What is expected:
Please copy the lines below exactly, from the first one through the line showing "Scoping rules enforced".

Data provided:
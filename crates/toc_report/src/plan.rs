// crates/toc_report/src/plan.rs
//
// The render plan: a small tagged tree, built once per TOC and interpreted once
// per viewer. It names columns, the grouped-data variable and the accessible
// proposal set, never concrete data.
//
// Scoping rules enforced by the interpreter:
// - `GroupName`, `GroupCount`, `IfGroupNonEmpty`, `ForEachFilteredProposal`
//   need an enclosing `ForEachGroup`.
// - `ForEachLeafProposal`, `AncestorHeadings`, `IfLeafShown` need an enclosing
//   `ForEachLeafNode`, which walks the tree depth first whatever its depth.
// - Proposal nodes (`TocLine`, `Field`, `IfField`, `Computed`, `ProposalLink`,
//   `IfAccessible`) need an enclosing proposal loop.

use serde::Serialize;
use toc_core::SortPolicy;

use crate::formatter::Computed;

#[derive(Clone, Debug, PartialEq, Eq, Serialize)]
#[serde(tag = "op", rename_all = "snake_case")]
pub enum Node {
    Text { text: String },

    // ----- flat -----
    /// Re-derive every group's filtered ids and count from the accessible set.
    FilterAndCount,
    ForEachGroup { order: SortPolicy, body: Vec<Node> },
    IfGroupNonEmpty { body: Vec<Node> },
    GroupName,
    GroupCount,
    ForEachFilteredProposal { body: Vec<Node> },

    // ----- hierarchical -----
    /// Run `body` once per leaf, in tree order, with the path to that leaf bound.
    ForEachLeafNode { body: Vec<Node> },
    ForEachLeafProposal { body: Vec<Node> },
    /// Emit a heading for every not-yet-shown node on the current path (level d
    /// uses d+1 `=`), top down, marking each shown. `on_leaf_open` runs right
    /// after the leaf's own heading.
    AncestorHeadings { on_leaf_open: Vec<Node> },
    IfLeafShown { body: Vec<Node> },

    // ----- list -----
    ForEachListedProposal { body: Vec<Node> },

    // ----- per proposal -----
    IfAccessible { body: Vec<Node> },
    TocLine,
    Field { column: String },
    IfField { column: String, body: Vec<Node> },
    Computed { value: Computed },
    ProposalLink { title_column: String, body: Vec<Node> },

    // ----- per section -----
    IfColumnVisible { column: String, body: Vec<Node> },
}

impl Node {
    pub fn text(s: impl Into<String>) -> Self {
        Node::Text { text: s.into() }
    }
}

/// Shape of the grouped data a plan is written for.
#[derive(Clone, Copy, Debug, PartialEq, Eq, Serialize)]
#[serde(tag = "kind", rename_all = "snake_case")]
pub enum TocShape {
    Flat { include_wiki_toc: bool },
    Hierarchical { depth: usize },
    List,
}

impl TocShape {
    /// Name the grouped data is exposed under.
    pub fn data_var(self) -> &'static str {
        match self {
            TocShape::Flat { .. } | TocShape::Hierarchical { .. } => "groups",
            TocShape::List => "proposal_ids",
        }
    }
}

#[derive(Clone, Debug, PartialEq, Eq, Serialize)]
pub struct RenderSpecification {
    pub shape: TocShape,
    pub data_var: String,
    /// Name of the viewer's accessible proposal set (the competition name).
    pub access_var: String,
    pub body: Vec<Node>,
}

#[cfg(test)]
mod tests {
    use super::*;
    use assert_json_diff::assert_json_eq;
    use serde_json::json;

    #[test]
    fn nodes_serialize_with_op_tag() {
        let n = Node::ForEachGroup {
            order: SortPolicy::ByCount,
            body: vec![Node::IfGroupNonEmpty { body: vec![Node::GroupName, Node::text("\n")] }],
        };
        assert_json_eq!(
            serde_json::to_value(&n).unwrap(),
            json!({
                "op": "for_each_group",
                "order": "by_count",
                "body": [
                    { "op": "if_group_non_empty", "body": [ { "op": "group_name" }, { "op": "text", "text": "\n" } ] }
                ]
            })
        );
    }

    #[test]
    fn computed_nodes_name_their_source() {
        let n = Node::Computed { value: Computed::Template("{{ key }}".into()) };
        assert_json_eq!(
            serde_json::to_value(&n).unwrap(),
            json!({ "op": "computed", "value": { "template": "{{ key }}" } })
        );
    }

    #[test]
    fn shape_data_var() {
        assert_eq!(TocShape::Flat { include_wiki_toc: true }.data_var(), "groups");
        assert_eq!(TocShape::Hierarchical { depth: 3 }.data_var(), "groups");
        assert_eq!(TocShape::List.data_var(), "proposal_ids");
    }
}
//! crates/toc_core/src/proposal.rs
//! Proposal source seams. The grouping engines only ever see these traits;
//! `toc_io` provides the file-backed data and tests build it in memory.

use std::collections::BTreeMap;

#[cfg(feature = "serde")]
use serde::{Deserialize, Serialize};

use crate::ids::ProposalKey;

/// Read-only view of one competition entry.
pub trait Proposal {
    fn key(&self) -> &ProposalKey;

    /// Cell value for `column`; an absent column reads as the empty string.
    fn cell(&self, column: &str) -> &str;
}

/// A competition: a name (which is also the name of the viewer-accessible
/// proposal set at render time) and its proposals in canonical order.
pub trait Competition {
    type Entry: Proposal;

    fn name(&self) -> &str;
    fn ordered_proposals(&self) -> Vec<&Self::Entry>;
}

/// In-memory proposal: key + column cells.
#[derive(Clone, Debug, PartialEq, Eq)]
#[cfg_attr(feature = "serde", derive(Serialize, Deserialize))]
pub struct ProposalRecord {
    pub key: ProposalKey,
    #[cfg_attr(feature = "serde", serde(default))]
    pub cells: BTreeMap<String, String>,
}

impl ProposalRecord {
    pub fn new(key: ProposalKey) -> Self {
        Self { key, cells: BTreeMap::new() }
    }

    /// Builder-style cell setter.
    pub fn with_cell(mut self, column: impl Into<String>, value: impl Into<String>) -> Self {
        self.cells.insert(column.into(), value.into());
        self
    }
}

impl Proposal for ProposalRecord {
    fn key(&self) -> &ProposalKey {
        &self.key
    }

    fn cell(&self, column: &str) -> &str {
        self.cells.get(column).map(String::as_str).unwrap_or("")
    }
}

/// In-memory competition. `proposals` is kept in source order.
#[derive(Clone, Debug, Default)]
#[cfg_attr(feature = "serde", derive(Serialize, Deserialize))]
pub struct CompetitionData {
    pub name: String,
    pub proposals: Vec<ProposalRecord>,
}

impl Competition for CompetitionData {
    type Entry = ProposalRecord;

    fn name(&self) -> &str {
        &self.name
    }

    fn ordered_proposals(&self) -> Vec<&ProposalRecord> {
        self.proposals.iter().collect()
    }
}

#[cfg(test)]
mod tests {
    use super::*;

    #[test]
    fn absent_cells_read_empty() {
        let p = ProposalRecord::new("P1".parse().unwrap()).with_cell("Country", "Wakanda");
        assert_eq!(p.cell("Country"), "Wakanda");
        assert_eq!(p.cell("State"), "");
    }

    #[test]
    fn competition_keeps_source_order() {
        let c = CompetitionData {
            name: "LFC".into(),
            proposals: vec![
                ProposalRecord::new("B".parse().unwrap()),
                ProposalRecord::new("A".parse().unwrap()),
            ],
        };
        let keys: Vec<&str> = c.ordered_proposals().iter().map(|p| p.key().as_str()).collect();
        assert_eq!(keys, vec!["B", "A"]);
    }
}
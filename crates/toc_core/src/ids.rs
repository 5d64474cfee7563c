//! crates/toc_core/src/ids.rs
//! Identifier newtypes: proposal keys and TOC names.
//! Strict shapes, no I/O.

use core::fmt;
use core::str::FromStr;

#[cfg(feature = "serde")]
use serde::{Deserialize, Serialize};

use crate::errors::CoreError;

const MAX_KEY_LEN: usize = 256;
const MAX_TOC_NAME_LEN: usize = 128;

/// Proposal key: 1..=256 chars, no control characters, not all whitespace.
#[inline]
pub fn is_valid_proposal_key(s: &str) -> bool {
    !s.trim().is_empty() && s.len() <= MAX_KEY_LEN && !s.chars().any(char::is_control)
}

/// TOC name: ^[A-Za-z0-9_.-]{1,128}$ and not a dot path segment.
/// TOC names become artifact file stems, so no separators are allowed.
#[inline]
pub fn is_valid_toc_name(s: &str) -> bool {
    let len = s.len();
    if len == 0 || len > MAX_TOC_NAME_LEN || s == "." || s == ".." {
        return false;
    }
    s.bytes()
        .all(|b| b.is_ascii_alphanumeric() || b == b'_' || b == b'.' || b == b'-')
}

macro_rules! simple_string_newtype {
    ($(#[$m:meta])* $name:ident, $check:path) => {
        $(#[$m])*
        #[derive(Clone, PartialEq, Eq, PartialOrd, Ord, Hash, Debug)]
        #[cfg_attr(feature = "serde", derive(Serialize, Deserialize))]
        #[cfg_attr(feature = "serde", serde(try_from = "String", into = "String"))]
        pub struct $name(String);

        impl $name {
            #[inline] pub fn as_str(&self) -> &str { &self.0 }
        }

        impl fmt::Display for $name {
            #[inline]
            fn fmt(&self, f: &mut fmt::Formatter<'_>) -> fmt::Result { f.write_str(&self.0) }
        }

        impl FromStr for $name {
            type Err = CoreError;
            fn from_str(s: &str) -> Result<Self, Self::Err> {
                if $check(s) { Ok(Self(s.to_owned())) } else { Err(CoreError::InvalidKey) }
            }
        }

        impl TryFrom<&str> for $name {
            type Error = CoreError;
            #[inline]
            fn try_from(value: &str) -> Result<Self, Self::Error> { value.parse() }
        }

        impl TryFrom<String> for $name {
            type Error = CoreError;
            fn try_from(value: String) -> Result<Self, Self::Error> {
                if $check(&value) { Ok(Self(value)) } else { Err(CoreError::InvalidKey) }
            }
        }

        impl From<$name> for String {
            #[inline]
            fn from(value: $name) -> String { value.0 }
        }

        impl AsRef<str> for $name {
            #[inline]
            fn as_ref(&self) -> &str { &self.0 }
        }
    };
}

simple_string_newtype!(
    /// Unique key of one competition proposal (opaque to the engine).
    ProposalKey,
    is_valid_proposal_key
);

simple_string_newtype!(
    /// Name of a TOC; doubles as the artifact file stem.
    TocName,
    is_valid_toc_name
);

Solution to the exercise:
filename crates/toc_report/src/plan.rs
// crates/toc_report/src/plan.rs
//
// The render plan: a small tagged tree, built once per TOC and interpreted once
// per viewer. It names columns, the grouped-data variable and the accessible
// proposal set, never concrete data.
//
// Scoping rules enforced by the interpreter:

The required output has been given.